|
Pelemahan nilai tukar rupiah dan laju inflasi yang tinggi
akhir-akhir ini telah mendorong sejumlah asumsi makro ekonomi ikut berjalan
terseok-seok. Tahun ini, Bank Dunia memproyeksikan inflasi tahunan akan
mencapai di atas 9 persen, IMF memproyeksikan mencapai 9,5 persen, dan Bank
Indonesia memperkirakan bisa menembus 7,69 persen.
Inflasi tinggi ini telah mendorong pelemahan nilai tukar
rupiah. Goldman Sachs, salah satu perusahaan investasi terbesar di Amerika
Serikat, memperkirakan rupiah akan kembali melemah hingga level Rp 11.800 per
dolar AS pada tahun depan, jauh lebih dalam dibandingkan estimasi sebelumnya di
Rp 10.500 per dolar AS.
Bank Dunia, IMF dan Bank Indonesia juga sudah mengoreksi
target pertumbuhan ekonomi tahun 2013 di bawah 6 persen. Bank Dunia
memproyeksikan pertumbuhan ekonomi 2013 sebesar 5,9 persen dari sebelumnya 6,2
persen. IMF juga menurunkan target pertumbuhan ekonomi tahun 2013 menjadi
sekitar 5,25 persen dari sebelumnya 6,3 persen.

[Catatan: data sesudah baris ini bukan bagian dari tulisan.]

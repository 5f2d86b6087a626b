//! Installation orchestrator.
//!
//! An [`Installer`] runs one installation of a build on a dedicated worker
//! thread. The caller never blocks on the worker: it polls for completion,
//! pumps queued messages to its handlers, and may pause or cancel at any
//! time.
//!
//! # Architecture
//!
//! ```text
//!   caller thread                           worker thread
//!   ─────────────                           ─────────────
//!   start_installation() ───── spawn ─────► pipeline::run
//!   cancel / toggle pause ─── registry ───► registered stage components
//!   pump_messages()       ◄── channel ────  stage and chunk source messages
//!   poll_completion()     ◄── oneshot ────  success flag
//!        │
//!        └─► completion callback (once, on the caller thread)
//! ```
//!
//! Only one pipeline runs at a time per process, whatever the number of
//! installers.

mod attributes;
mod backup;
mod build_stats;
mod control;
mod error;
mod pipeline;
mod prereq;
mod progress;
mod timer;
mod verify;

pub use attributes::apply_file_attributes;
pub use backup::{move_file, FileBackup, MOVED_MARKER_FILE};
pub use build_stats::BuildStats;
pub use control::{ControlGuard, ControlRegistry};
pub use error::{InstallError, InstallErrorKind, InstallerError};
pub use prereq::{
    prereq_ids, run_prerequisites, MachineConfig, PrereqError, PrereqRunner, ProcessPrereqRunner,
};
pub use progress::{BuildProgress, InstallState};
pub use timer::StageTimer;
pub use verify::{Verifier, VerifyFailure, VerifyFailureKind};

use std::sync::atomic::{AtomicBool, Ordering};
use std::sync::Arc;
use std::thread::{self, JoinHandle};

use parking_lot::Mutex;
use tokio::sync::oneshot::{self, error::TryRecvError};
//! Live installer statistics.
//!
//! Chunk stores, chunk sources and the download service share one
//! [`InstallerStatistics`] and bump its atomic counters as they work. The
//! installer snapshots the counters into its build statistics at the end of
//! each stage.

use std::collections::VecDeque;
use std::sync::atomic::{AtomicU64, Ordering};
use std::time::{Duration, Instant};

use parking_lot::Mutex;

use crate::source::DownloadHealth;

/// Download records older than this are discarded.
const SPEED_HISTORY: Duration = Duration::from_secs(60);

#[derive(Debug, Clone, Copy)]
struct DownloadRecord {
    start: Instant,
    end: Instant,
    bytes: u64,
}

/// Point-in-time copy of the counters.
#[derive(Debug, Clone, Copy, Default, PartialEq)]
pub struct StatisticsSnapshot {
    pub chunks_downloaded: u64,
    pub downloads_failed: u64,
    pub downloads_corrupt: u64,
    pub downloads_aborted: u64,
    pub bytes_downloaded: u64,
    pub required_download_bytes: u64,
    pub chunks_recycled: u64,
    pub recycle_failures: u64,
    pub chunkdb_chunks_read: u64,
    pub chunkdb_failures: u64,
    pub chunks_booted: u64,
    pub chunks_released: u64,
    pub disk_cache_loads: u64,
    pub disk_cache_load_failures: u64,
    pub files_constructed: u64,
    pub bytes_constructed: u64,
    pub request_successes: u64,
    pub request_failures: u64,
    pub download_health: DownloadHealth,
    /// Seconds spent in each health state, indexed by [`DownloadHealth::index`].
    pub health_times: [f64; DownloadHealth::COUNT],
}

impl StatisticsSnapshot {
    /// Fraction of chunk requests that succeeded, 1.0 when none were made.
    pub fn request_success_rate(&self) -> f64 {
        let total = self.request_successes + self.request_failures;
        if total == 0 {
            1.0
        } else {
            self.request_successes as f64 / total as f64
        }
    }
}

/// Shared statistics counters.
#[derive(Debug, Default)]
pub struct InstallerStatistics {
    chunks_downloaded: AtomicU64,
    downloads_failed: AtomicU64,
    downloads_corrupt: AtomicU64,
    downloads_aborted: AtomicU64,
    bytes_downloaded: AtomicU64,
    required_download_bytes: AtomicU64,
    chunks_recycled: AtomicU64,
    recycle_failures: AtomicU64,
    chunkdb_chunks_read: AtomicU64,
    chunkdb_failures: AtomicU64,
    chunks_booted: AtomicU64,
    chunks_released: AtomicU64,
    disk_cache_loads: AtomicU64,
    disk_cache_load_failures: AtomicU64,
    files_constructed: AtomicU64,
    bytes_constructed: AtomicU64,
    request_successes: AtomicU64,
    request_failures: AtomicU64,
    health: Mutex<(DownloadHealth, [f64; DownloadHealth::COUNT])>,
    records: Mutex<VecDeque<DownloadRecord>>,
}

fn bump(counter: &AtomicU64) {
    counter.fetch_add(1, Ordering::Relaxed);
}

impl InstallerStatistics {
    pub fn new() -> Self {
        Self::default()
    }

    pub fn record_download(&self, bytes: u64, start: Instant, end: Instant) {
        bump(&self.chunks_downloaded);
        self.bytes_downloaded.fetch_add(bytes, Ordering::Relaxed);

        let mut records = self.records.lock();
        records.push_back(DownloadRecord { start, end, bytes });
        while records
            .front()
            .is_some_and(|r| end.saturating_duration_since(r.end) > SPEED_HISTORY)
        {
            records.pop_front();
        }
    }

    pub fn record_download_failed(&self) {
        bump(&self.downloads_failed);
    }

    pub fn record_download_corrupt(&self) {
        bump(&self.downloads_corrupt);
    }

    pub fn record_download_aborted(&self) {
        bump(&self.downloads_aborted);
    }

    pub fn record_request_outcome(&self, success: bool) {
        if success {
            bump(&self.request_successes);
        } else {
            bump(&self.request_failures);
        }
    }

    pub fn set_required_download_bytes(&self, bytes: u64) {
        self.required_download_bytes.store(bytes, Ordering::Relaxed);
    }

    pub fn record_recycled(&self) {
        bump(&self.chunks_recycled);
    }

    pub fn record_recycle_failure(&self) {
        bump(&self.recycle_failures);
    }

    pub fn record_chunkdb_read(&self) {
        bump(&self.chunkdb_chunks_read);
    }

    pub fn record_chunkdb_failure(&self) {
        bump(&self.chunkdb_failures);
    }

    pub fn record_booted(&self) {
        bump(&self.chunks_booted);
    }

    pub fn record_released(&self) {
        bump(&self.chunks_released);
    }

    pub fn record_disk_load(&self, success: bool) {
        if success {
            bump(&self.disk_cache_loads);
        } else {
            bump(&self.disk_cache_load_failures);
        }
    }

    pub fn record_file_constructed(&self) {
        bump(&self.files_constructed);
    }

    pub fn add_bytes_constructed(&self, bytes: u64) {
        self.bytes_constructed.fetch_add(bytes, Ordering::Relaxed);
    }

    pub fn bytes_downloaded(&self) -> u64 {
        self.bytes_downloaded.load(Ordering::Relaxed)
    }

    pub fn set_download_health(&self, health: DownloadHealth, times: [Duration; DownloadHealth::COUNT]) {
        *self.health.lock() = (health, times.map(|t| t.as_secs_f64()));
    }

    pub fn download_health(&self) -> DownloadHealth {
        self.health.lock().0
    }

    /// Average download speed in bytes per second over the last `window`.
    pub fn download_speed(&self, window: Duration) -> f64 {
        self.download_speed_at(window, Instant::now())
    }

    pub fn download_speed_at(&self, window: Duration, now: Instant) -> f64 {
        let records = self.records.lock();
        let recent: Vec<&DownloadRecord> = records
            .iter()
            .filter(|r| now.saturating_duration_since(r.end) <= window)
            .collect();

        let (Some(first_start), Some(last_end)) = (
            recent.iter().map(|r| r.start).min(),
            recent.iter().map(|r| r.end).max(),
        ) else {
            return 0.0;
        };

        let elapsed = last_end.saturating_duration_since(first_start).as_secs_f64();
        if elapsed <= 0.0 {
            return 0.0;
        }
        recent.iter().map(|r| r.bytes).sum::<u64>() as f64 / elapsed
    }

    pub fn snapshot(&self) -> StatisticsSnapshot {
        let load = |c: &AtomicU64| c.load(Ordering::Relaxed);
        let (download_health, health_times) = *self.health.lock();
        StatisticsSnapshot {
            chunks_downloaded: load(&self.chunks_downloaded),
            downloads_failed: load(&self.downloads_failed),
            downloads_corrupt: load(&self.downloads_corrupt),
            downloads_aborted: load(&self.downloads_aborted),
            bytes_downloaded: load(&self.bytes_downloaded),
            required_download_bytes: load(&self.required_download_bytes),
            chunks_recycled: load(&self.chunks_recycled),
            recycle_failures: load(&self.recycle_failures),
            chunkdb_chunks_read: load(&self.chunkdb_chunks_read),
            chunkdb_failures: load(&self.chunkdb_failures),
            chunks_booted: load(&self.chunks_booted),
            chunks_released: load(&self.chunks_released),
            disk_cache_loads: load(&self.disk_cache_loads),
            disk_cache_load_failures: load(&self.disk_cache_load_failures),
            files_constructed: load(&self.files_constructed),
            bytes_constructed: load(&self.bytes_constructed),
            request_successes: load(&self.request_successes),
            request_failures: load(&self.request_failures),
            download_health,
            health_times,
        }
    }
}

The Economist dalam edisi terbarunya menurunkan target pertumbuhan ekonomi
Indonesia tahun ini dari 5,8 persen menjadi 5,1 persen. Bank Indonesia (BI) juga
kembali merevisi target pertumbuhan ekonomi Indonesia. Jika awalnya bank
sentral ini memperkirakan pertumbuhan ekonomi akan berada di kisaran 5,8
persen-6,2 persen, maka kali ini pertumbuhan ekonomi diturunkan jadi 5,5
persen-5,9 persen.
Bagaimana dengan defisit transaksi berjalan? IMF memproyeksikan defisit
transaksi berjalan sebesar 3,5 persen dari PDB, dari proyeksi sebelumnya
sebesar 3,3 persen PDB. Pada kuartal II 2013, defisit neraca pembayaran Indonesia
mencapai 4,4 persen dari PDB, naik signifikan dari kuartal I sebesar 2,6 persen
dari PDB. Sementara, cadangan devisa juga terus menurun dan per Agustus, menurut
Bank Indonesia (BI), Indonesia memiliki cadangan devisa per akhir Agustus 2013
sekitar 92,9 miliar dolar AS atau mencapai Rp 920 triliun.
Cadangan devisa Indonesia tercatat cukup rendah ketimbang negara-negara seperti
India, Thailand, dan
Malaysia.
Cadangan devisa India pada Mei 2013 tercatat mencapai 287,8
miliar dolar AS atau setara dengan Rp 2.878 triliun. Kemudian, Thailand pada
Juli 2013 memiliki cadangan devisa sebesar 172,2 miliar dolar AS atau setara
dengan Rp 1.722 triliun. Malaysia memiliki ca - dangan devisa hingga 137,84
miliar dolar AS atau mencapai Rp 1.378 triliun. Ca - dangan devisa kerap dikaitkan
dengan stabilitas nilai tukar dan kekuatan pem- bayaran utang luar negeri.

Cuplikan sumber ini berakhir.